WILLIAMSTOWN, Mass. — A crash at the entrance of the Mount Greylock Regional School campus Wednesday sent one person to the hospital and had the school community thinking about the potential danger of the driveway's access to U.S. Route 7.
 
At about 2:30 p.m. Wednesday, Williamstown Police received a call about a two-car accident at 1781 Cold Spring Road, the entrance to the middle-high school.
 
Rebecca Lee Williams of Williamstown was brought to Berkshire Medical Center complaining of neck pains after the accident according to a police report from police Detective Kalvin Dziedziak.
 
According to the report, Gerald Leslie Mortensen of Pittsfield was driving south on Route 7, also known as Cold Spring Road, when a vehicle driven by Williams pulled out of the school's driveway in front of Mortensen.
 
Mortensen told police that he attempted to brake and steer away but was unsuccessful, the report reads.
 
"As a result, [Mortensen's vehicle] made contact with [Williams' vehicle] in the southbound lane of Cold Spring Road," the report reads. "[Mortensen's vehicle] proceeded to push [Williams' vehicle] into the northbound lane of Cold Spring Road as it drove off the roadway and onto a grass embankment."
 
Both cars were damaged in the collision, according to the report.
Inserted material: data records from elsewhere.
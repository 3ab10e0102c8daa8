//! Query normalization and dedup hashing.
//!
//! Every suggestion and prompt is keyed by `hash(normalize(text))`, so two
//! queries that differ only in case, accents, spacing, edge punctuation or
//! thousands separators collapse to the same row.

use regex::Regex;
use sha2::{Digest, Sha256};
use std::sync::OnceLock;
use unicode_normalization::char::is_combining_mark;
use unicode_normalization::UnicodeNormalization;

/// Characters trimmed from both ends after whitespace collapsing.
const EDGE_TRIM: &[char] = &['.', ',', ';', ':', '!', '?', '"', '\''];

fn thousands_re() -> &'static Regex {
    static RE: OnceLock<Regex> = OnceLock::new();
    RE.get_or_init(|| Regex::new(r"(\d),(\d{3})\b").expect("thousands regex"))
}

/// Normalize free text for deduplication. Never fails; may return "".
pub fn normalize(text: &str) -> String {
    let lowered = text.to_lowercase();
    let ascii = transliterate(&lowered).to_lowercase();
    let collapsed = ascii.split_whitespace().collect::<Vec<_>>().join(" ");
    let trimmed = collapsed
        .trim_matches(|c: char| c.is_whitespace() || EDGE_TRIM.contains(&c))
        .to_string();
    strip_thousands_separators(&trimmed)
}

/// Hex SHA-256 of an already-normalized string.
pub fn hash(normalized: &str) -> String {
    let mut hasher = Sha256::new();
    hasher.update(normalized.as_bytes());
    format!("{:x}", hasher.finalize())
}

pub fn normalize_and_hash(text: &str) -> (String, String) {
    let normalized = normalize(text);
    let digest = hash(&normalized);
    (normalized, digest)
}

/// Best-effort ASCII transliteration: NFKD with combining marks removed,
/// a few ligatures expanded, anything else outside ASCII dropped.
fn transliterate(text: &str) -> String {
    let mut out = String::with_capacity(text.len());
    for c in text.nfkd() {
        if c.is_ascii() {
            out.push(c);
            continue;
        }
        if is_combining_mark(c) {
            continue;
        }
        match c {
            'ß' => out.push_str("ss"),
            'æ' | 'Æ' => out.push_str("ae"),
            'œ' | 'Œ' => out.push_str("oe"),
            'ø' | 'Ø' => out.push('o'),
            'đ' | 'Đ' => out.push('d'),
            'ł' | 'Ł' => out.push('l'),
            'þ' | 'Þ' => out.push_str("th"),
            '\u{2018}' | '\u{2019}' => out.push('\''),
            '\u{201C}' | '\u{201D}' => out.push('"'),
            '\u{2013}' | '\u{2014}' => out.push('-'),
            c if c.is_whitespace() => out.push(' '),
            _ => {}
        }
    }
    out
}

fn strip_thousands_separators(text: &str) -> String {
    let re = thousands_re();
    let mut current = text.to_string();
    // "1,000,000" needs two passes because matches cannot overlap.
    loop {
        let next = re.replace_all(&current, "$1$2").into_owned();
        if next == current {
            return current;
        }
        current = next;
    }
}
Dziedziak said Williams was found at fault for the accident.
 
Shortly after the vehicles were cleared from the scene, Mount Greylock Regional School District Superintendent Jason McCandless said the district continues to reach out to the Massachusetts Department of Transportation about ways to calm traffic at the intersection, which comes at the crest of a hill with limited visibility in both directions for drivers leaving the campus.
 
"The challenge is that the intersection meets all the legal requirements," McCandless said. "Of course, and today is a sad example, we remain very concerned.
 
"Probably three out of four people who use the driveway on a daily basis is within their first year or first three years as a driver."
 
The intersection has been a topic of conversation for the School Committee as well as community members for years.
 
McCandless said the district's last conversation with MassDOT indicated that, statistically, the intersection has not been prone to accidents over the years.
 
"For us, one accident is one too many," McCandless said.
 
He said he did not know whether MassDOT's calculations for what makes an intersection safe takes into account the age and experience of a typical driver using the route.
 
McCandless said that without checking his records, he would say his last discussion with state highway officials was either last winter or in the early spring.
 
"To their credit, they are very responsive, both at the regional and state level," McCandless said. "The intersection meets the standards that they have."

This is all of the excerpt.